Это сообщение заставило призадуматься командующего западной армией. Он знал, что нужен в Африке. С другой стороны, остаться — значило не подчиниться приказу императора. Супруга Антонина высказалась резко: у него есть только один безопасный выход — вернуться, встретиться с Юстинианом, получить свою заслуженную награду победителя и закончить строительство дворца у Золотых ворот. Как все честолюбивые женщины, а Антонина была на несколько лет старше красавца Белизария, она больше боялась заговоров дома, чем далёких врагов, даже если их и опасался её супруг.

Белизарий поехал. Оставив Африку на попечение евнуха Соломона, он отправился на кораблях своего нового флота вместе с пленными вандалами, золотыми слитками и большей частью своих солдат, «едоков лепёшек», как их называли в отличие от «едоков чёрствого хлеба» — питающихся сухарями профессиональных солдат. Армия нужна была Белизарию, чтобы поддержать его в случае необходимости. Как и обещал, он взял с собой тоскующих по родине гуннов.
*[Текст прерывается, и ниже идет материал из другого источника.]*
fn rename_item(
    ctx: &mut PendContext<'_>,
    roots: &RenameRoots,
    lv_id: RowId,
    silent: bool,
    batch: &mut Batch,
) -> Result<Capture> {
    let Some(entry) = ctx.lv.get(lv_id).cloned() else {
        return Ok(Capture::Apply);
    };
    let source_committed = entry.server_item.clone();
    let source_current = ctx.target_of(&entry);
    let target_item = roots.target_of(&source_current);
    let target_local = ctx.local_for(&target_item);
    let case_only = server_path::equals(&source_current, &target_item)
        && !server_path::equals_exact(&source_current, &target_item);

    if server_path::depth(&source_current) == 0 {
        return Ok(Capture::Failed(Failure::new(
            FailureKind::CannotChangeRootFolder,
            &source_current,
        )));
    }
    if let Err(failure) = ctx.check_length(&target_item) {
        return Ok(Capture::Failed(failure));
    }

    let folders = &ctx.props.working_folders;
    if folders
        .iter()
        .any(|wf| server_path::equals(&wf.server_item, &source_current))
    {
        return Ok(Capture::Failed(Failure::new(
            FailureKind::RenameWorkingFolder,
            &source_current,
        )));
    }
    if folders
        .iter()
        .any(|wf| server_path::is_child(&source_current, &wf.server_item))
    {
        return Ok(Capture::RequiresServer);
    }

    if !case_only && ctx.pc.get_by_target(&target_item).is_some() {
        return Ok(Capture::Failed(Failure::new(
            FailureKind::ChangeAlreadyPending,
            &target_item,
        )));
    }
    if ctx.pc.recursive_change_type(&target_item).contains(ChangeType::DELETE) {
        return Ok(Capture::Failed(Failure::new(
            FailureKind::PendingParentDelete,
            &target_item,
        )));
    }

    let main = ctx.pc_for_lv(&entry).map(|(id, pc)| (id, pc.clone()));
    if let Some((main_id, pc)) = &main {
        if pc.is_lock() {
            return Ok(Capture::RequiresServer);
        }
        if pc.is_delete() {
            return Ok(Capture::Failed(Failure::new(
                FailureKind::IncompatibleChange,
                &target_item,
            )));
        }

        // Renaming back to the committed name takes the rename out instead
        let unrenamed = server_path::parent(&target_item)
            .and_then(|parent| ctx.pc.committed_for(&parent))
            .map(|parent| server_path::combine(&parent, server_path::file_name(&target_item)));
        let back_home = unrenamed.is_some_and(|u| server_path::equals_exact(&u, &source_committed))
            || server_path::equals_exact(&source_committed, &target_item);
        if back_home && pc.is_rename() {
            return match undo::undo_changes(ctx, &[*main_id], ChangeType::RENAME)? {
                PendOutcome::RequiresServer => Ok(Capture::RequiresServer),
                PendOutcome::Applied(result) => {
                    batch.changed = true;
                    if !silent {
                        batch.extend(result);
                    }
                    Ok(Capture::Apply)
                }
                PendOutcome::Rejected(failures) => {
                    batch.result.failures.extend(failures);
                    Ok(Capture::Apply)
                }
            };
        }
    }

    if !case_only {
        if let Some((_, conflict)) = target_local.as_deref().and_then(|l| ctx.lv.get_by_local(l)) {
            let item = conflict
                .local_item
                .as_ref()
                .map(|l| l.to_string_lossy().into_owned())
                .unwrap_or_else(|| target_item.clone());
            return Ok(Capture::Failed(Failure::new(FailureKind::ItemExists, item)));
        }
    }

    // ------------------------------------------------------------------
    // Capture
    // ------------------------------------------------------------------
    let mut committed: HashMap<String, Affected> = HashMap::new();
    let mut uncommitted: HashMap<String, Affected> = HashMap::new();
    let mut track = |affected: Affected| {
        match affected.pc.committed_server_item.as_deref() {
            Some(c) => committed.insert(fold_key(c), affected),
            None => uncommitted.insert(fold_key(&affected.pc.target_server_item), affected),
        };
    };

    match main {
        None => track(Affected {
            id: None,
            pc: pending_change_for(&entry, &target_item, ChangeType::RENAME),
        }),
        Some((id, pc)) if pc.committed_server_item.is_none() => track(Affected { id: Some(id), pc }),
        Some((id, pc)) => track(Affected {
            id: Some(id),
            pc: pc.with_change_type(pc.change_type | ChangeType::RENAME),
        }),
    }
    if entry.is_directory() {
        for (id, pc) in ctx.pc.query_by_target(&source_current, usize::MAX) {
            if server_path::equals(&pc.target_server_item, &source_current) {
                continue;
            }
            if pc.is_lock() {
                return Ok(Capture::RequiresServer);
            }
            track(Affected {
                id: Some(id),
                pc: pc.clone(),
            });
        }
    }

    // New targets for every affected change
    let retarget = |affected: &Affected| -> String {
        let current = &affected.pc.target_server_item;
        if affected.id.is_none() || server_path::equals_exact(current, &target_item) {
            current.clone()
        } else {
            roots.target_of(current)
        }
    };
    let new_targets: HashMap<String, String> = committed
        .iter()
        .chain(uncommitted.iter())
        .map(|(_, a)| (fold_key(&a.pc.target_server_item), retarget(a)))
        .collect();

    let mut ops = Vec::new();
    for child in ctx.items_under(&source_current, usize::MAX, true) {
        let Some(child_entry) = ctx.lv.get(child.id) else {
            continue;
        };
        let affected = if child_entry.is_committed() {
            committed.get(&fold_key(&child_entry.server_item))
        } else {
            uncommitted.get(&fold_key(&child_entry.server_item))
        };

        let (child_target, mut op) = match affected {
            Some(affected) => {
                if affected.pc.is_lock() {
                    return Ok(Capture::RequiresServer);
                }
                let child_target = new_targets
                    .get(&fold_key(&affected.pc.target_server_item))
                    .cloned()
                    .unwrap_or_else(|| affected.pc.target_server_item.clone());
                let mut op = ctx.operation_for(child_entry, None, &child_target);
                op.pending_change_id = affected.id;
                op.encoding = affected.pc.encoding;
                if child_entry.is_committed() {
                    op.change_type = affected.pc.change_type | ChangeType::RENAME;
                } else {
                    op.change_type = affected.pc.change_type;
                    op.source_server_item = child_target.clone();
                }
                (child_target, op)
            }
            None => {
                let child_target = roots.target_of(&child.target);
                let mut op = ctx.operation_for(child_entry, None, &child_target);
                op.change_type = ChangeType::RENAME;
                (child_target, op)
            }
        };

        if child.is_deleted {
            continue;
        }
        if let Err(failure) = ctx.check_length(&child_target) {
            return Ok(Capture::Failed(failure));
        }
        let child_local = ctx.local_for(&child_target);
        if let Some((_, conflict)) = child_local.as_deref().and_then(|l| ctx.lv.get_by_local(l)) {
            if !server_path::equals(&conflict.server_item, &child_entry.server_item) {
                return Ok(Capture::Failed(Failure::new(FailureKind::ItemExists, &target_item)));
            }
        }
        if child_local.is_none() && op.change_type.contains(ChangeType::EDIT) {
            return Ok(Capture::Failed(Failure::new(
                FailureKind::TargetCloaked,
                &source_current,
            )));
        }
        op.target_local_item = child_local;
        ops.push(op);
    }

    // ------------------------------------------------------------------
    // Apply
    // ------------------------------------------------------------------
    let mut replacements = Vec::new();
    let mut new_main = None;
    let mut moved_adds = Vec::new();
    for affected in committed.into_values().chain(uncommitted.into_values()) {
        let old_target = affected.pc.target_server_item.clone();
        let new_target = new_targets
            .get(&fold_key(&old_target))
            .cloned()
            .unwrap_or_else(|| old_target.clone());
        if affected.pc.committed_server_item.is_none() {
            moved_adds.push((old_target, new_target.clone()));
        }
        let pc = affected.pc.with_target(new_target);
        match affected.id {
            Some(id) => replacements.push((id, pc)),
            None => new_main = Some(pc),
        }
    }
    ctx.pc.replace_many(replacements);
    if let Some(pc) = new_main {
        ctx.pc.upsert(pc);
    }

    // Uncommitted rows live at their target path and move with it
    let mut re_keyed = Vec::new();
    for (old_target, new_target) in &moved_adds {
        if let Some((id, _)) = ctx.lv.get_by_server(old_target, false) {
            if let Some(row) = ctx.lv.remove(id, true) {
                re_keyed.push((row, new_target.clone()));
            }
        }
    }
    for (row, new_target) in re_keyed {
        let local = ctx.local_for(&new_target);
        let row = row
            .with_server_item(new_target)
            .with_local_item(local)
            .with_flag(LocalItemFlags::PENDING_RECONCILE, true);
        ctx.lv.add(row);
    }
    batch.changed = true;

    if !silent {
        for op in ops {
            batch.push_op(op);
        }
    }
    Ok(Capture::Apply)
}
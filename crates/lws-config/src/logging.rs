//! Structured logging utilities for local workspace components.
//!
//! Provides consistent logging with component prefixes and structured fields.
//!
//! # Usage
//!
//! ```ignore
//! use lws_config::log_engine_debug;
//!
//! log_engine_debug!("Pended edit", target = "$/Proj/a.txt");
//! log_baseline_warn!("Deleting corrupt baseline", guid = tracing::field::display(guid));
//! ```

/// Component identifiers for log filtering
pub struct Component;

impl Component {
    pub const ENGINE: &'static str = "ENGINE";
    pub const TABLES: &'static str = "TABLES";
    pub const BASELINE: &'static str = "BASELINE";
    pub const LOCK: &'static str = "LOCK";
    pub const RECONCILE: &'static str = "RECONCILE";
}

/// Log levels for runtime configuration
#[derive(Debug, Clone, Copy, PartialEq, Eq)]
pub enum LogLevel {
    Error,
    Warn,
    Info,
    Debug,
    Trace,
}

// === ENGINE logging macros ===

#[macro_export]
macro_rules! log_engine_warn {
    ($msg:literal $(, $key:ident = $value:expr)* $(,)?) => {
        tracing::warn!(component = "ENGINE", $($key = $value,)* $msg)
    };
}

#[macro_export]
macro_rules! log_engine_info {
    ($msg:literal $(, $key:ident = $value:expr)* $(,)?) => {
        tracing::info!(component = "ENGINE", $($key = $value,)* $msg)
    };
}

#[macro_export]
macro_rules! log_engine_debug {
    ($msg:literal $(, $key:ident = $value:expr)* $(,)?) => {
        tracing::debug!(component = "ENGINE", $($key = $value,)* $msg)
    };
}

// === TABLES logging macros ===

#[macro_export]
macro_rules! log_tables_warn {
    ($msg:literal $(, $key:ident = $value:expr)* $(,)?) => {
        tracing::warn!(component = "TABLES", $($key = $value,)* $msg)
    };
}

#[macro_export]
macro_rules! log_tables_debug {
    ($msg:literal $(, $key:ident = $value:expr)* $(,)?) => {
        tracing::debug!(component = "TABLES", $($key = $value,)* $msg)
    };
}

// === BASELINE logging macros ===

#[macro_export]
macro_rules! log_baseline_warn {
    ($msg:literal $(, $key:ident = $value:expr)* $(,)?) => {
        tracing::warn!(component = "BASELINE", $($key = $value,)* $msg)
    };
}

#[macro_export]
macro_rules! log_baseline_info {
    ($msg:literal $(, $key:ident = $value:expr)* $(,)?) => {
        tracing::info!(component = "BASELINE", $($key = $value,)* $msg)
    };
}

#[macro_export]
macro_rules! log_baseline_debug {
    ($msg:literal $(, $key:ident = $value:expr)* $(,)?) => {
        tracing::debug!(component = "BASELINE", $($key = $value,)* $msg)
    };
}

// === LOCK logging macros ===

#[macro_export]
macro_rules! log_lock_debug {
    ($msg:literal $(, $key:ident = $value:expr)* $(,)?) => {
        tracing::debug!(component = "LOCK", $($key = $value,)* $msg)
    };
}

#[macro_export]
macro_rules! log_lock_trace {
    ($msg:literal $(, $key:ident = $value:expr)* $(,)?) => {
        tracing::trace!(component = "LOCK", $($key = $value,)* $msg)
    };
}

// === RECONCILE logging macros ===

#[macro_export]
macro_rules! log_reconcile_warn {
    ($msg:literal $(, $key:ident = $value:expr)* $(,)?) => {
        tracing::warn!(component = "RECONCILE", $($key = $value,)* $msg)
    };
}

#[macro_export]
macro_rules! log_reconcile_info {
    ($msg:literal $(, $key:ident = $value:expr)* $(,)?) => {
        tracing::info!(component = "RECONCILE", $($key = $value,)* $msg)
    };
}

#[macro_export]
macro_rules! log_reconcile_debug {
    ($msg:literal $(, $key:ident = $value:expr)* $(,)?) => {
        tracing::debug!(component = "RECONCILE", $($key = $value,)* $msg)
    };
}

/// Initialize logging with the given level filter.
/// Call this once at application startup.
pub fn init_logging(level: LogLevel) {
    use tracing_subscriber::EnvFilter;

    let filter = match level {
        LogLevel::Error => "error",
        LogLevel::Warn => "warn",
        LogLevel::Info => "info",
        LogLevel::Debug => "debug",
        LogLevel::Trace => "trace",
    };

    let env_filter = EnvFilter::try_from_default_env().unwrap_or_else(|_| EnvFilter::new(filter));

    // A second call (common in tests) keeps the first subscriber
    let _ = tracing_subscriber::fmt()
        .with_env_filter(env_filter)
        .with_target(false)
        .try_init();
}
// ============================================================
// Layer 4 - Data Pipeline
// ============================================================
// This layer turns the raw corpus into split training lines.
//
// The pipeline flows in this order:
//
//   corpus .csv
//       │
//       ▼
//   CsvLoader         → reads rows, resolves columns
//       │
//       ▼
//   meter_table       → label → one of 16 canonical meters
//       │
//       ▼
//   Preprocessor      → strips tashkeel, tatweel, extra spaces
//       │
//       ▼
//   CoupletAssembler  → pairs half-verses, checks invariants
//       │
//       ▼
//   RhymeExtractor    → rhyme key from the end of h2
//       │
//       ▼
//   Couplet::format   → "[rhyme] h2 [meter] h1"
//       │
//       ▼
//   split_train_val   → seeded, reproducible train/val split
//
// Each module is responsible for exactly one step.

/// Reads corpus rows from delimited text files
pub mod loader;

/// Tashkeel stripping and half-verse cleaning
pub mod preprocessor;

/// Closed alias table for the sixteen meters
pub mod meter_table;

/// Rhyme key derivation
pub mod rhyme;

/// Half-verse pairing and per-record filtering
pub mod assembler;

/// Seeded train/validation split
pub mod splitter;
// ============================================================
// Layer 1 - CLI / Presentation Layer
// ============================================================
// Entry point for all user interaction, built on clap.
// All business logic is delegated to Layer 2 (application).
//
// Two commands are supported:
//   1. `prepare` - formats a corpus into train/validation files
//   2. `meters`  - prints the meter allow-list and its aliases

pub mod commands;

use anyhow::Result;
use clap::Parser;
use commands::{Commands, PrepareArgs};

use crate::data::meter_table::alternate_aliases;
use crate::domain::meter::CanonicalMeter;

/// The main CLI struct.
#[derive(Parser, Debug)]
#[command(
    name = "diwan-prep",
    version,
    about = "Filter, clean and format an Arabic poetry corpus into couplet training lines."
)]
pub struct Cli {
    #[command(subcommand)]
    pub command: Commands,
}

impl Cli {
    /// Match on the subcommand and dispatch. Routes, never computes.
    pub fn run(self) -> Result<()> {
        match self.command {
            Commands::Prepare(args) => run_prepare(args),
            Commands::Meters        => {
                print_meters();
                Ok(())
            }
        }
    }
}

/// Handles the `prepare` subcommand and prints the run summary.
fn run_prepare(args: PrepareArgs) -> Result<()> {
    use crate::application::prepare_use_case::PrepareUseCase;

    let use_case = PrepareUseCase::new(args.into());
    let stats    = use_case.execute()?;

    println!("{stats}");
    Ok(())
}

fn print_meters() {
    for meter in CanonicalMeter::ALL {
        println!(
            "{:<10} {:<9} {}",
            meter.latin_name(),
            meter.arabic_name(),
            alternate_aliases(meter).join(", ")
        );
    }
}
//! Fatal error taxonomy for a formatting run.
//!
//! Anything in here stops the run. Per-record problems are not
//! errors; they are counted in `RunStats`.

use std::path::PathBuf;
use thiserror::Error;

#[derive(Error, Debug)]
pub enum PrepError {
    /// Input file missing, unreadable, or its header cannot be decoded
    #[error("cannot read input '{path}': {reason}")]
    Input { path: PathBuf, reason: String },

    /// A configured column is not in the header row
    #[error("required column '{column}' not found (available: {})", available.join(", "))]
    MissingColumn { column: String, available: Vec<String> },

    /// Output destination cannot be created or written
    #[error("cannot write output '{path}': {source}")]
    Output {
        path: PathBuf,
        #[source]
        source: std::io::Error,
    },

    /// Rejected configuration value
    #[error("invalid configuration: {0}")]
    InvalidConfig(String),
}
// ============================================================
// Layer 4 - Rhyme Extractor
// ============================================================
// The rhyme key is the tail of the cleaned second half-verse.
// With the default suffix length of 1 it is the rhyme letter
// (rawi), which is the conditioning tag used by Abboushi &
// Azzeh (2023). Longer suffixes approximate the full qafiya.
//
// Only letters count. Spaces, digits and punctuation noise
// (".", "!", the Arabic comma and question mark) are skipped,
// so a verse ending in "غدا ." still rhymes on "ا". A second
// half with no letter at all yields an empty key.

/// Default suffix length: one letter.
pub const DEFAULT_RHYME_SUFFIX_LEN: usize = 1;

pub struct RhymeExtractor {
    suffix_len: usize,
}

impl RhymeExtractor {
    /// `suffix_len` must be at least 1; the use case validates this.
    pub fn new(suffix_len: usize) -> Self {
        Self { suffix_len: suffix_len.max(1) }
    }

    /// Last `suffix_len` letters of `h2`, or all of them when the
    /// half-verse is shorter. Never pads, never fails.
    pub fn extract(&self, h2: &str) -> String {
        let letters: Vec<char> = h2.chars().filter(|c| c.is_alphabetic()).collect();
        let start = letters.len().saturating_sub(self.suffix_len);
        letters[start..].iter().collect()
    }
}

impl Default for RhymeExtractor {
    fn default() -> Self {
        Self::new(DEFAULT_RHYME_SUFFIX_LEN)
    }
}
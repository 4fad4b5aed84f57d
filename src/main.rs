mod application;
mod cli;
mod data;
mod domain;
mod infra;

use anyhow::Result;
use clap::Parser;
use cli::Cli;

fn main() -> Result<()> {
    tracing_subscriber::fmt()
        .with_env_filter(
            tracing_subscriber::EnvFilter::from_default_env()
                .add_directive("diwan_prep=info".parse()?),
        )
        .with_writer(std::io::stderr)
        .init();

    let cli = Cli::parse();
    cli.run()
}
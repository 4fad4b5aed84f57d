// ============================================================
// Layer 3 - RawRecord Domain Type
// ============================================================
// One row of the input corpus after column selection.
// Nothing here is cleaned or validated yet: the meter label is
// exactly what the author wrote and the text may still carry
// tashkeel, tatweel and punctuation noise.
//
// Two input layouts produce the same struct:
//   - line layout:      `text` holds one half-verse, `second` is None
//   - hemistich layout: `text` holds h1, `second` holds h2

use serde::{Deserialize, Serialize};

/// A raw verse row read from the corpus.
#[derive(Debug, Clone, PartialEq, Eq, Serialize, Deserialize)]
pub struct RawRecord {
    /// 1-based data row number (header excluded), for diagnostics
    pub row: u64,

    /// Half-verse text (line layout) or the first half (hemistich layout)
    pub text: String,

    /// Second half-verse, only present in hemistich layout
    pub second: Option<String>,

    /// Free-form meter label as found in the corpus
    pub meter: String,

    /// Author-supplied rhyme label, when a rhyme column is configured
    pub rhyme: Option<String>,

    /// Poem identity built from the grouping columns ("" when none)
    pub group: String,
}

impl RawRecord {
    /// Create a line-layout record carrying a single half-verse.
    pub fn half(row: u64, text: impl Into<String>, meter: impl Into<String>) -> Self {
        Self {
            row,
            text: text.into(),
            second: None,
            meter: meter.into(),
            rhyme: None,
            group: String::new(),
        }
    }

    /// Create a hemistich-layout record carrying both halves.
    pub fn pair(
        row: u64,
        h1: impl Into<String>,
        h2: impl Into<String>,
        meter: impl Into<String>,
    ) -> Self {
        Self {
            row,
            text: h1.into(),
            second: Some(h2.into()),
            meter: meter.into(),
            rhyme: None,
            group: String::new(),
        }
    }

    /// Attach a poem identity.
    pub fn with_group(mut self, group: impl Into<String>) -> Self {
        self.group = group.into();
        self
    }

    /// Attach an author-supplied rhyme label.
    pub fn with_rhyme(mut self, rhyme: impl Into<String>) -> Self {
        self.rhyme = Some(rhyme.into());
        self
    }

    pub fn is_pair(&self) -> bool {
        self.second.is_some()
    }
}

/// What a record source hands back for one physical row.
#[derive(Debug, Clone, PartialEq, Eq)]
pub enum RowRead {
    /// A well-formed row
    Record(RawRecord),

    /// A row that could not be decoded or has the wrong field count.
    /// Skipped and counted, never fatal.
    Malformed { row: u64, reason: String },
}
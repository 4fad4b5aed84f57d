// ============================================================
// Layer 6 - Infrastructure Layer
// ============================================================
// Everything that touches the output side of the filesystem:
//
//   writer.rs  - Output streams
//                One buffered file per split, plain text or
//                JSONL, implementing the LineSink trait.
//
//   report.rs  - Run report
//                Effective configuration plus run statistics,
//                saved as JSON for traceability.
//
// Input reading lives in data::loader because it is part of the
// record pipeline; these modules only consume finished results.

/// Train/validation output files
pub mod writer;

/// JSON run report
pub mod report;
Но Белизарий знал, что ему не следовало покидать Африку ради политических игр. Юстиниан завидовал беззаботному человеку, который мог смотреть в лицо опасности, а все трудности обращать себе во благо. Занимаясь умственным трудом по восемнадцать часов в день, не зная, что такое отдых, он поверил, что управляется какой-то враждебной силой. И вот бездумный Белизарий радостно приветствовал его, словно был всего лишь в однолетнем отпуске.

— Мы благодарим тебя, — сдержанно сказал Юстиниан, — нашего верного благодетеля.

Когда Белизарий доложил, что сокровища царя Соломона появились в Африке, Юстиниан заметил, что они принесли несчастье Титу, похитившему их в Иерусалиме, и вандалам, которые, в свою очередь, похитили сокровища из Рима. Феодора была довольна Белизарием, и ей не терпелось увидеть знаменитые сокровища израильтян. Императрице инстинктивно не нравилась война на западе, и она почувствовала облегчение оттого, что Белизарий снова вернулся с такими невероятными трофеями. Она беззаботно произнесла, что зловещие сокровища всегда можно вернуть в Иерусалим, но Юстиниан не одобрил этого.

Император оказался щедрее обычного к Белизарию и окружил его славой и почестями. Он назначил победителя консулом на будущий год и приказал устроить в его честь праздник в лучших древнеримских традициях. Такого праздника ещё не устраивали со времён Константина, и, возможно, Юстиниан хотел возродить былую славу предков.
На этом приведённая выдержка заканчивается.